Memory is a fascinating thing. Essentially, the more we replay something that has happened to us in our mind, the stronger the chance that it will move into the long-term memory, and thus be remembered for some time. The replaying can take many forms. It may be someone asks you a question about your day, a question about something they know you heard on the news, or simply you sitting on the train on your way home going over an incident that really annoyed you. All of these retrievals of the already happened moments strengthen the memory of them. However, the strength of the memory is related to how much work you have to do to replay it. If you merely think about it, the memory won’t be as strong as if you had to tell someone about it (Roediger and Karpicke, 2006).
This theory of retrieval has enormous implications for education.
When we are faced with a new learning context, our brains search our existing schema in our long-term memory to try to make connections. If there is a connection, the working memory is employed to bridge the gap between what is known and what is new. If there isn’t a connection, the working memory is on its own and at the mercy of the complexity of the new context. Because the working memory is limited in its capacity, if the new context is too complex, the working memory will be overloaded, and little earning will happen. The ease with which students can recall information that will assist them in new learning contexts becomes a factor of efficiency in learning.
If you want students’ memory of key concepts to improve so they can easily recall them when necessary, provide opportunities for them to retrieve that content. One of the most efficient ways of doing this is to ‘test’ student knowledge using low stakes assessment. This can be done formatively by asking questions and by getting students to write down or represent what they know. This process has several benefits:
- It helps you to see what students do or don’t know, which means you can adjust your learning sequences if necessary to correct misconceptions
- It helps students strengthen the neural pathways the information flows in which makes remembering the information easier at a later stage.

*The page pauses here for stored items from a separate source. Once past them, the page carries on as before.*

// Copyright 2025 John Brosnihan
//
// Licensed under the Apache License, Version 2.0 (the "License");
// you may not use this file except in compliance with the License.
// You may obtain a copy of the License at
//
//     http://www.apache.org/licenses/LICENSE-2.0
//
// Unless required by applicable law or agreed to in writing, software
// distributed under the License is distributed on an "AS IS" BASIS,
// WITHOUT WARRANTIES OR CONDITIONS OF ANY KIND, either express or implied.
// See the License for the specific language governing permissions and
// limitations under the License.
//! Object pooling for short-lived game objects
//!
//! An [`ObjectPool`] owns every instance it ever constructs. Each instance is
//! always in exactly one of two sets: `available` or `active`. `acquire`
//! moves an instance from available to active (constructing one when
//! available is empty) and reinitializes it; `release` moves it back.
//!
//! Callers hold [`PoolHandle`]s rather than references. Handles carry a
//! generation that is bumped on every release, so a stale handle can never
//! reach an instance that has since been recycled, and releasing twice is a
//! harmless no-op.

mod particles;
mod projectiles;

pub use particles::{Particle, ParticleInit, ParticlePool};
pub use projectiles::{Projectile, ProjectileHit, ProjectileInit, ProjectilePool};

use serde::{Deserialize, Serialize};
use std::fmt;

/// Configuration for pool sizing
#[derive(Debug, Clone, PartialEq, Serialize, Deserialize)]
#[serde(default)]
pub struct PoolConfig {
    /// Instances constructed up front
    pub initial_size: usize,
    /// Whether to log when the pool has to construct a new instance
    pub log_resize_events: bool,
}

impl Default for PoolConfig {
    fn default() -> Self {
        PoolConfig {
            initial_size: 10,
            log_resize_events: false,
        }
    }
}

impl PoolConfig {
    /// Create a pool configuration with the given pre-population size
    pub fn new(initial_size: usize) -> Self {
        PoolConfig {
            initial_size,
            log_resize_events: false,
        }
    }

    /// Enable logging for growth events
    pub fn with_logging(mut self) -> Self {
        self.log_resize_events = true;
        self
    }
}

/// Statistics for monitoring pool performance
#[derive(Debug, Clone, Default, PartialEq)]
pub struct PoolStats {
    /// Acquires served from the available set
    pub hits: usize,
    /// Acquires that had to construct a new instance
    pub misses: usize,
    /// Instances currently available
    pub available: usize,
    /// Instances currently active
    pub active: usize,
    /// Highest active count ever observed
    pub peak_active: usize,
}

impl PoolStats {
    /// Total instances owned by the pool
    pub fn total(&self) -> usize {
        self.available + self.active
    }

    /// Calculate the hit rate as a percentage
    pub fn hit_rate(&self) -> f64 {
        let total = self.hits + self.misses;
        if total == 0 {
            0.0
        } else {
            (self.hits as f64 / total as f64) * 100.0
        }
    }
}

/// Types that can be recycled by an [`ObjectPool`]
pub trait Poolable {
    /// Arguments applied on every acquire
    type Init;

    /// Reinitialize a recycled or freshly constructed instance
    fn reset(&mut self, init: Self::Init);
}

/// Generational reference to a pooled instance
#[derive(Debug, Clone, Copy, PartialEq, Eq, Hash)]
pub struct PoolHandle {
    index: u32,
    generation: u32,
}

impl PoolHandle {
    /// Slot index inside the pool
    pub fn index(&self) -> u32 {
        self.index
    }

    /// Generation the handle was issued for
    pub fn generation(&self) -> u32 {
        self.generation
    }
}

struct Slot<T> {
    value: T,
    generation: u32,
    /// Position in `active`, or None while available
    active_index: Option<usize>,
}

/// A recycler for instances of `T`
pub struct ObjectPool<T: Poolable> {
    slots: Vec<Slot<T>>,
    available: Vec<u32>,
    active: Vec<u32>,
    factory: Box<dyn Fn() -> T>,
    config: PoolConfig,
    stats: PoolStats,
    generation_floor: u32,
}

impl<T: Poolable + Default + 'static> ObjectPool<T> {
    /// Create a pool that constructs instances with `T::default()`
    pub fn new(config: PoolConfig) -> Self {
        Self::with_factory(config, T::default)
    }
}

impl<T: Poolable> ObjectPool<T> {
    /// Create a pool with a custom constructor, pre-populated per `config`
    pub fn with_factory(config: PoolConfig, factory: impl Fn() -> T + 'static) -> Self {
        let mut pool = ObjectPool {
            slots: Vec::with_capacity(config.initial_size),
            available: Vec::with_capacity(config.initial_size),
            active: Vec::with_capacity(config.initial_size),
            factory: Box::new(factory),
            config,
            stats: PoolStats::default(),
            generation_floor: 0,
        };
        for _ in 0..pool.config.initial_size {
            let index = pool.construct();
            pool.available.push(index);
        }
        pool
    }

    fn construct(&mut self) -> u32 {
        let index = self.slots.len() as u32;
        self.slots.push(Slot {
            value: (self.factory)(),
            generation: self.generation_floor,
            active_index: None,
        });
        index
    }

    /// Take an instance, reinitialize it with `init` and mark it active
    pub fn acquire(&mut self, init: T::Init) -> PoolHandle {
        let index = match self.available.pop() {
            Some(index) => {
                self.stats.hits += 1;
                index
            }
            None => {
                self.stats.misses += 1;
                if self.config.log_resize_events {
                    log::debug!(
                        "pool growing to {} instances (hit rate: {:.1}%)",
                        self.slots.len() + 1,
                        self.stats.hit_rate()
                    );
                }
                self.construct()
            }
        };

        let slot = &mut self.slots[index as usize];
        slot.value.reset(init);
        slot.active_index = Some(self.active.len());
        self.active.push(index);

        self.stats.peak_active = self.stats.peak_active.max(self.active.len());
        PoolHandle {
            index,
            generation: slot.generation,
        }
    }

    fn slot_is_live(&self, handle: PoolHandle) -> bool {
        self.slots
            .get(handle.index as usize)
            .map(|slot| slot.generation == handle.generation && slot.active_index.is_some())
            .unwrap_or(false)
    }

    /// Return an instance to the available set
    ///
    /// Returns false (and does nothing) when the handle is stale or the
    /// instance is already free.
    pub fn release(&mut self, handle: PoolHandle) -> bool {
        if !self.slot_is_live(handle) {
            return false;
        }

        let slot = &mut self.slots[handle.index as usize];
        let position = match slot.active_index.take() {
            Some(position) => position,
            None => return false,
        };
        slot.generation = slot.generation.wrapping_add(1);

        self.active.swap_remove(position);
        if let Some(&moved) = self.active.get(position) {
            self.slots[moved as usize].active_index = Some(position);
        }
        self.available.push(handle.index);
        true
    }

    /// Release every active instance
    pub fn release_all(&mut self) {
        for index in self.active.drain(..) {
            let slot = &mut self.slots[index as usize];
            slot.active_index = None;
            slot.generation = slot.generation.wrapping_add(1);
            self.available.push(index);
        }
    }

    /// Release every active instance for which `predicate` returns true
    ///
    /// Decisions are collected over the whole active set first and applied
    /// afterwards, so the predicate never observes a half-updated set.
    pub fn release_where(&mut self, mut predicate: impl FnMut(&T) -> bool) -> usize {
        let doomed: Vec<PoolHandle> = self
            .iter_active()
            .filter(|(_, value)| predicate(value))
            .map(|(handle, _)| handle)
            .collect();
        doomed.into_iter().filter(|h| self.release(*h)).count()
    }

    /// Drop every instance the pool owns
    ///
    /// Outstanding handles stay invalid; new instances start at a fresh
    /// generation.
    pub fn clear(&mut self) {
        let max_generation = self.slots.iter().map(|s| s.generation).max().unwrap_or(0);
        self.generation_floor = self.generation_floor.max(max_generation).wrapping_add(1);
        self.slots.clear();
        self.available.clear();
        self.active.clear();
    }

    /// Borrow an active instance
    pub fn get(&self, handle: PoolHandle) -> Option<&T> {
        if self.slot_is_live(handle) {
            Some(&self.slots[handle.index as usize].value)
        } else {
            None
        }
    }

    /// Mutably borrow an active instance
    pub fn get_mut(&mut self, handle: PoolHandle) -> Option<&mut T> {
        if self.slot_is_live(handle) {
            Some(&mut self.slots[handle.index as usize].value)
        } else {
            None
        }
    }

    /// Whether the handle refers to a currently active instance
    pub fn is_active(&self, handle: PoolHandle) -> bool {
        self.slot_is_live(handle)
    }

    /// Iterate over active instances
    pub fn iter_active(&self) -> impl Iterator<Item = (PoolHandle, &T)> + '_ {
        self.active.iter().map(move |&index| {
            let slot = &self.slots[index as usize];
            (
                PoolHandle {
                    index,
                    generation: slot.generation,
                },
                &slot.value,
            )
        })
    }

    /// Visit every active instance mutably
    ///
    /// The active set cannot change during the walk; collect handles and
    /// release them afterwards.
    pub fn for_each_active_mut(&mut self, mut f: impl FnMut(PoolHandle, &mut T)) {
        for &index in &self.active {
            let slot = &mut self.slots[index as usize];
            let handle = PoolHandle {
                index,
                generation: slot.generation,
            };
            f(handle, &mut slot.value);
        }
    }

    /// Number of free instances
    pub fn available_len(&self) -> usize {
        self.available.len()
    }

    /// Number of instances in use
    pub fn active_len(&self) -> usize {
        self.active.len()
    }

    /// Snapshot of the pool's counters
    pub fn stats(&self) -> PoolStats {
        PoolStats {
            available: self.available.len(),
            active: self.active.len(),
            ..self.stats.clone()
        }
    }
}

impl<T: Poolable> fmt::Debug for ObjectPool<T> {
    fn fmt(&self, f: &mut fmt::Formatter<'_>) -> fmt::Result {
        f.debug_struct("ObjectPool")
            .field("available", &self.available.len())
            .field("active", &self.active.len())
            .field("config", &self.config)
            .finish()
    }
}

- The ease of remembering frees the working memory for new information to be encoded more efficiently
In 1913, Ebbinghaus came to the conclusion that when learning something new, ‘With any considerable number of repetitions a suitable distribution of them over a space of time is decidedly more advantageous than the massing of them at a single time.‘ The theory came to light after he realised that we begin to forget information as soon as we encode it. The ‘forgetting curve’ demonstrates this aptly. When Ebbinghaus interrupted the forgetting by retrieving the information at certain points, he could consequently ‘remember’ the information at a later date.
So, interrupting the forgetting curve by including retrieval into your sequence of learning is paramount. But the timing of that interruption matters. Bjork suggests that if you have students retrieving information too soon after encoding the effects on memory are weak (high retrieval strength but low storage strength), but if you wait too long, the information may need to actually be retaught. Joe Kirby explains this well here. There seems to be a sweet spot in terms of timing the retrieval practice. Of course, students will vary in what that timing should be, depending on various factors, including what their attentiveness was like when first presented with the content. However, effective teaching will realise that students invariably need access to information on at least 3 occasions for it to have a chance of being converted into the long term memory (Nuthall), and so continuously returning to previously taught content by weaving it into the current learning is a must.
As already stated, this HOW of delivering retrieval is pertinent. What is ideal is to create a situation that is not too easy, quite challenging, yet no too hard. Bjork alludes to this notion when he discusses ‘desirable difficulties’, where the testing makes the activity ‘desirable because it can trigger encoding and retrieval processes that support learning, comprehension, and remembering.’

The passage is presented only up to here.